[What is being asked]
Word for word, copy out the records given below.

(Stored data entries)
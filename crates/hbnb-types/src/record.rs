use std::collections::BTreeMap;
use std::fmt;

use serde::{Deserialize, Serialize};

use crate::class::ClassName;
use crate::error::TypeError;
use crate::identity::{composite_key, RecordId};
use crate::temporal::Timestamp;
use crate::value::Value;

/// Attribute names owned by the record itself. They appear in the string
/// form but can never be assigned through the attribute map.
pub const RESERVED_ATTRIBUTES: &[&str] = &["id", "class_name", "__class__", "created_at", "updated_at"];

/// A typed entity with identity, creation/update timestamps, and named
/// attributes.
///
/// `id` and `class_name` are fixed at construction. `updated_at` is never
/// earlier than `created_at`. Deserialization goes through
/// [`Record::from_parts`], so stored records obey the same rules.
#[derive(Clone, Debug, PartialEq, Serialize, Deserialize)]
#[serde(try_from = "RecordRepr")]
pub struct Record {
    id: RecordId,
    class_name: ClassName,
    created_at: Timestamp,
    updated_at: Timestamp,
    attributes: BTreeMap<String, Value>,
}

impl Record {
    /// Create a fresh record of the given class with a new random id.
    pub fn new(class_name: ClassName) -> Self {
        let now = Timestamp::now();
        Self {
            id: RecordId::generate(),
            class_name,
            created_at: now,
            updated_at: now,
            attributes: BTreeMap::new(),
        }
    }

    /// Rebuild a record from stored parts. `updated_at` is clamped to
    /// `created_at` if the stored value is earlier.
    pub fn from_parts(
        id: RecordId,
        class_name: ClassName,
        created_at: Timestamp,
        updated_at: Timestamp,
        attributes: BTreeMap<String, Value>,
    ) -> Self {
        Self {
            id,
            class_name,
            created_at,
            updated_at: updated_at.max(created_at),
            attributes,
        }
    }

    pub fn id(&self) -> &RecordId {
        &self.id
    }

    pub fn class_name(&self) -> ClassName {
        self.class_name
    }

    pub fn created_at(&self) -> Timestamp {
        self.created_at
    }

    pub fn updated_at(&self) -> Timestamp {
        self.updated_at
    }

    /// The composite key `"<class>.<id>"` under which the record is indexed.
    pub fn key(&self) -> String {
        composite_key(self.class_name, self.id.as_str())
    }

    pub fn attributes(&self) -> &BTreeMap<String, Value> {
        &self.attributes
    }

    pub fn get(&self, name: &str) -> Option<&Value> {
        self.attributes.get(name)
    }

    /// Returns `true` if `name` refers to a field the record owns.
    pub fn is_reserved(name: &str) -> bool {
        RESERVED_ATTRIBUTES.contains(&name)
    }

    /// Set an attribute without touching `updated_at`. Returns the previous
    /// value. Reserved names are ignored and return `None`.
    pub fn set(&mut self, name: impl Into<String>, value: Value) -> Option<Value> {
        let name = name.into();
        if Self::is_reserved(&name) {
            return None;
        }
        self.attributes.insert(name, value)
    }

    /// Refresh `updated_at` to the current time.
    pub fn touch(&mut self) {
        self.updated_at = Timestamp::now().max(self.created_at);
    }
}

/// Wire shape of a stored record, validated on the way in.
#[derive(Deserialize)]
struct RecordRepr {
    id: String,
    class_name: ClassName,
    created_at: Timestamp,
    updated_at: Timestamp,
    #[serde(default)]
    attributes: BTreeMap<String, Value>,
}

impl TryFrom<RecordRepr> for Record {
    type Error = TypeError;

    fn try_from(repr: RecordRepr) -> Result<Self, Self::Error> {
        if let Some(name) = repr.attributes.keys().find(|name| Self::is_reserved(name)) {
            return Err(TypeError::ReservedAttribute(name.clone()));
        }
        Ok(Self::from_parts(
            RecordId::parse(&repr.id)?,
            repr.class_name,
            repr.created_at,
            repr.updated_at,
            repr.attributes,
        ))
    }
}

/// Canonical string form:
/// `[User] (<id>) {id='<id>', created_at='...', updated_at='...', name='Bob'}`.
impl fmt::Display for Record {
    fn fmt(&self, f: &mut fmt::Formatter<'_>) -> fmt::Result {
        write!(
            f,
            "[{}] ({}) {{id='{}', created_at='{}', updated_at='{}'",
            self.class_name, self.id, self.id, self.created_at, self.updated_at
        )?;
        for (name, value) in &self.attributes {
            write!(f, ", {name}={value}")?;
        }
        f.write_str("}")
    }
}
use std::path::PathBuf;

/// Errors from storage engine operations.
#[derive(Debug, thiserror::Error)]
pub enum StoreError {
    /// I/O error from the underlying filesystem.
    #[error("I/O error: {0}")]
    Io(#[from] std::io::Error),

    /// The index could not be serialized.
    #[error("serialization error: {0}")]
    Serialization(String),

    /// The snapshot exists but cannot be decoded.
    #[error("corrupt snapshot {path}: {reason}")]
    CorruptSnapshot { path: PathBuf, reason: String },
}

/// Result alias for store operations.
pub type StoreResult<T> = Result<T, StoreError>;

[Output below]
filename crates/hbnb-types/src/record.rs
use std::collections::BTreeMap;
use std::fmt;

use serde::{Deserialize, Serialize};

use crate::class::ClassName;
use crate::error::TypeError;
use crate::identity::{composite_key, RecordId};
use crate::temporal::Timestamp;
use crate::value::Value;

/// Attribute names owned by the record itself. They appear in the string
/// form but can never be assigned through the attribute map.
pub const RESERVED_ATTRIBUTES: &[&str] = &["id", "class_name", "__class__", "created_at", "updated_at"];

/// A typed entity with identity, creation/update timestamps, and named
/// attributes.
///
/// `id` and `class_name` are fixed at construction. `updated_at` is never
/// earlier than `created_at`. Deserialization goes through
/// [`Record::from_parts`], so stored records obey the same rules.
#[derive(Clone, Debug, PartialEq, Serialize, Deserialize)]
#[serde(try_from = "RecordRepr")]
pub struct Record {
    id: RecordId,
    class_name: ClassName,
    created_at: Timestamp,
    updated_at: Timestamp,
    attributes: BTreeMap<String, Value>,
}

impl Record {
    /// Create a fresh record of the given class with a new random id.
    pub fn new(class_name: ClassName) -> Self {
        let now = Timestamp::now();
        Self {
            id: RecordId::generate(),
            class_name,
            created_at: now,
            updated_at: now,
            attributes: BTreeMap::new(),
        }
    }

    /// Rebuild a record from stored parts. `updated_at` is clamped to
    /// `created_at` if the stored value is earlier.
    pub fn from_parts(
        id: RecordId,
        class_name: ClassName,
        created_at: Timestamp,
        updated_at: Timestamp,
        attributes: BTreeMap<String, Value>,
    ) -> Self {
        Self {
            id,
            class_name,
            created_at,
            updated_at: updated_at.max(created_at),
            attributes,
        }
    }

    pub fn id(&self) -> &RecordId {
        &self.id
    }

    pub fn class_name(&self) -> ClassName {
        self.class_name
    }

    pub fn created_at(&self) -> Timestamp {
        self.created_at
    }

    pub fn updated_at(&self) -> Timestamp {
        self.updated_at
    }

    /// The composite key `"<class>.<id>"` under which the record is indexed.
    pub fn key(&self) -> String {
        composite_key(self.class_name, self.id.as_str())
    }

    pub fn attributes(&self) -> &BTreeMap<String, Value> {
        &self.attributes
    }

    pub fn get(&self, name: &str) -> Option<&Value> {
        self.attributes.get(name)
    }

    /// Returns `true` if `name` refers to a field the record owns.
    pub fn is_reserved(name: &str) -> bool {
        RESERVED_ATTRIBUTES.contains(&name)
    }

    /// Set an attribute without touching `updated_at`. Returns the previous
    /// value. Reserved names are ignored and return `None`.
    pub fn set(&mut self, name: impl Into<String>, value: Value) -> Option<Value> {
        let name = name.into();
        if Self::is_reserved(&name) {
            return None;
        }
        self.attributes.insert(name, value)
    }

    /// Refresh `updated_at` to the current time.
    pub fn touch(&mut self) {
        self.updated_at = Timestamp::now().max(self.created_at);
    }
}

/// Wire shape of a stored record, validated on the way in.
#[derive(Deserialize)]
struct RecordRepr {
    id: String,
    class_name: ClassName,
    created_at: Timestamp,
    updated_at: Timestamp,
    #[serde(default)]
    attributes: BTreeMap<String, Value>,
}

impl TryFrom<RecordRepr> for Record {
    type Error = TypeError;

    fn try_from(repr: RecordRepr) -> Result<Self, Self::Error> {
        if let Some(name) = repr.attributes.keys().find(|name| Self::is_reserved(name)) {
            return Err(TypeError::ReservedAttribute(name.clone()));
        }
        Ok(Self::from_parts(
            RecordId::parse(&repr.id)?,
            repr.class_name,
            repr.created_at,
            repr.updated_at,
            repr.attributes,
        ))
    }
}

/// Canonical string form:
/// `[User] (<id>) {id='<id>', created_at='...', updated_at='...', name='Bob'}`.
impl fmt::Display for Record {
    fn fmt(&self, f: &mut fmt::Formatter<'_>) -> fmt::Result {
        write!(
            f,
            "[{}] ({}) {{id='{}', created_at='{}', updated_at='{}'",
            self.class_name, self.id, self.id, self.created_at, self.updated_at
        )?;
        for (name, value) in &self.attributes {
            write!(f, ", {name}={value}")?;
        }
        f.write_str("}")
    }
}
use std::path::PathBuf;

/// Errors from storage engine operations.
#[derive(Debug, thiserror::Error)]
pub enum StoreError {
    /// I/O error from the underlying filesystem.
    #[error("I/O error: {0}")]
    Io(#[from] std::io::Error),

    /// The index could not be serialized.
    #[error("serialization error: {0}")]
    Serialization(String),

    /// The snapshot exists but cannot be decoded.
    #[error("corrupt snapshot {path}: {reason}")]
    CorruptSnapshot { path: PathBuf, reason: String },
}

/// Result alias for store operations.
pub type StoreResult<T> = Result<T, StoreError>;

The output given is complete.